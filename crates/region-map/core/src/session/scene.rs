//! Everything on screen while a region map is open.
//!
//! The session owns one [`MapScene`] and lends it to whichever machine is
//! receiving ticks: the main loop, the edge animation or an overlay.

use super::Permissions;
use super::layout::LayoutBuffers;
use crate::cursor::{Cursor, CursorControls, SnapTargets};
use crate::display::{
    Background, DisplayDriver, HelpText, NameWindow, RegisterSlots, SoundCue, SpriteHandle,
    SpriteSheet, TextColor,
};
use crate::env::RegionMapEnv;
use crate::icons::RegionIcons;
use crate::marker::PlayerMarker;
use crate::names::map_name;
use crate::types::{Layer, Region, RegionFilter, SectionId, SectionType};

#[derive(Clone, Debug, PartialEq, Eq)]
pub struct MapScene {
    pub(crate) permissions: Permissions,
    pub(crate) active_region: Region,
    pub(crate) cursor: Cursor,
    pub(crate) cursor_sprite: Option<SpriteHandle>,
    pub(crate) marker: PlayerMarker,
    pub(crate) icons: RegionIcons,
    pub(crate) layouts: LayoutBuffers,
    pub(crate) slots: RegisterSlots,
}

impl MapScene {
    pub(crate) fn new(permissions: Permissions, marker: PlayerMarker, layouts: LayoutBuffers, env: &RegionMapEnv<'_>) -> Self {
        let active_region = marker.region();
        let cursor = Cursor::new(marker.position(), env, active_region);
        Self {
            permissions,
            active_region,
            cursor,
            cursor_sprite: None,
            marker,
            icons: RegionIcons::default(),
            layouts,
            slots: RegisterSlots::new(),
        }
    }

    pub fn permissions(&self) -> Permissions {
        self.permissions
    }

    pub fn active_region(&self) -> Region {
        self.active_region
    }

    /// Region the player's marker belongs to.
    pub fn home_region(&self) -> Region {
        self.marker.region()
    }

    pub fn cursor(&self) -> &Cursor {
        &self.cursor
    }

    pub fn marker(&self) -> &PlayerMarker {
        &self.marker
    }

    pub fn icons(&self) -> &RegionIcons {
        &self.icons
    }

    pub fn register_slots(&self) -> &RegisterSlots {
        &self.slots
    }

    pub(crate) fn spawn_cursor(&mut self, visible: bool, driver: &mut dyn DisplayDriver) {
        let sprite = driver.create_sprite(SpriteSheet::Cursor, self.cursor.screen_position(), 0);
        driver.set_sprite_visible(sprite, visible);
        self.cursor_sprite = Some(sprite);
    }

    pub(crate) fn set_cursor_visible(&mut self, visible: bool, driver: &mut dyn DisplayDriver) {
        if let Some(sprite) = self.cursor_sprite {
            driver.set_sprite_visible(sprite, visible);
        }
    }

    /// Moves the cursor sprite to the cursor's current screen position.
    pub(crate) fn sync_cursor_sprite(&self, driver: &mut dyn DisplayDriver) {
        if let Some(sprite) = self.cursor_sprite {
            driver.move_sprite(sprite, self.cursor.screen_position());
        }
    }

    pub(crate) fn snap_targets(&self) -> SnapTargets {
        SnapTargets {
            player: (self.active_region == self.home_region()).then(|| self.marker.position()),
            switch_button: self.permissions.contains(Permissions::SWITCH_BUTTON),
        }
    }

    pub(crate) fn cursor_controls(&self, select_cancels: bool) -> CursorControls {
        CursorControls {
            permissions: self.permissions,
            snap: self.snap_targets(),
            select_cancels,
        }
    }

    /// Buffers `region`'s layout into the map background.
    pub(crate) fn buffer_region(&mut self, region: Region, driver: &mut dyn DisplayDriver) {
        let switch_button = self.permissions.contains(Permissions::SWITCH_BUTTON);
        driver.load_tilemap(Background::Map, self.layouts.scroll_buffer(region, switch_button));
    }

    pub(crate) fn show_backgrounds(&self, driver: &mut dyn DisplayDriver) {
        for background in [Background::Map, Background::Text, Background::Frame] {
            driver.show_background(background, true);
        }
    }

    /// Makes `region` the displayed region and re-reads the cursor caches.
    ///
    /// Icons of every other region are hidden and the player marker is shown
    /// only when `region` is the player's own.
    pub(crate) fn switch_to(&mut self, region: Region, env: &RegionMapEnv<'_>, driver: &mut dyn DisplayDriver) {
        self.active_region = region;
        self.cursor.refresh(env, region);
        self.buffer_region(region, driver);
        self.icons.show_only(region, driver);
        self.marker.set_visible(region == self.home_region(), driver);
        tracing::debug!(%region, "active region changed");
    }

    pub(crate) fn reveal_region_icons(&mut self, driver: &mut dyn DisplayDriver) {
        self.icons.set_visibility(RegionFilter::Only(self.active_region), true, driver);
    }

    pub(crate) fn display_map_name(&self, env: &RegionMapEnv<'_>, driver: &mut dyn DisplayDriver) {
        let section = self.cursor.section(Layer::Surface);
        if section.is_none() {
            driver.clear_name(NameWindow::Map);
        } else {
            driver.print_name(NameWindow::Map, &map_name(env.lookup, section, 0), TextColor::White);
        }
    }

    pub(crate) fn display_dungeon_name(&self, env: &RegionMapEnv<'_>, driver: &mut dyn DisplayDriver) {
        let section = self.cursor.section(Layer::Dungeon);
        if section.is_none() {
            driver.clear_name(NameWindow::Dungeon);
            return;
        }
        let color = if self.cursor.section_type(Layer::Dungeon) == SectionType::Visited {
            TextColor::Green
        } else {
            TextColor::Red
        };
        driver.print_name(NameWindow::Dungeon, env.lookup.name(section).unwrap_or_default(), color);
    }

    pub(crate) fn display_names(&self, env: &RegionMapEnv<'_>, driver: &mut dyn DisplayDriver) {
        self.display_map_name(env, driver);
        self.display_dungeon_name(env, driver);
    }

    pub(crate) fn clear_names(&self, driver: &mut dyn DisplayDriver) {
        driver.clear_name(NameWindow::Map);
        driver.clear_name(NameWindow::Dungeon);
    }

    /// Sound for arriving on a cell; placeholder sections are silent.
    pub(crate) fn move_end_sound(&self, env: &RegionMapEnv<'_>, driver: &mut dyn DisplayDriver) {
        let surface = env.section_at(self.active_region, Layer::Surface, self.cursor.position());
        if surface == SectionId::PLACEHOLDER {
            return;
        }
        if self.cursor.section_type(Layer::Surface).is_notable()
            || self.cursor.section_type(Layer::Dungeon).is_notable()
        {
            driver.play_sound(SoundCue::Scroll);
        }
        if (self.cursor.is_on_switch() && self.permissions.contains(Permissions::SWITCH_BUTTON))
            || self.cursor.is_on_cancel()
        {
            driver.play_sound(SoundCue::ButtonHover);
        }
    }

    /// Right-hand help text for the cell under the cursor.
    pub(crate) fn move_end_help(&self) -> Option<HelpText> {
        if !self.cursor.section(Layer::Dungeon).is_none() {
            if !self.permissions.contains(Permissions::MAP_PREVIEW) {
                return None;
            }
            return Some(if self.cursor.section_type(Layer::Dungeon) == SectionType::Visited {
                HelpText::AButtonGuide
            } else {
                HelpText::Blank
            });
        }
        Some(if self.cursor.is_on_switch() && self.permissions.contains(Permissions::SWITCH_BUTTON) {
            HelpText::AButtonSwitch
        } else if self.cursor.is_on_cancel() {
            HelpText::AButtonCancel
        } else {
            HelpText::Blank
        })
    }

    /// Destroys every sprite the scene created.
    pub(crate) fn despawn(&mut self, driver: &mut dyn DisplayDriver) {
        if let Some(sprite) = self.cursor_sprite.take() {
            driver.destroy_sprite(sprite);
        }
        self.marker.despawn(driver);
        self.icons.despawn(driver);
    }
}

____________________

- [What is required]: Pick every line from the listing holding the string "TextColor", and copy it.

- [Result of the task]:
    SpriteSheet, TextColor,
            driver.print_name(NameWindow::Map, &map_name(env.lookup, section, 0), TextColor::White);
            TextColor::Green
            TextColor::Red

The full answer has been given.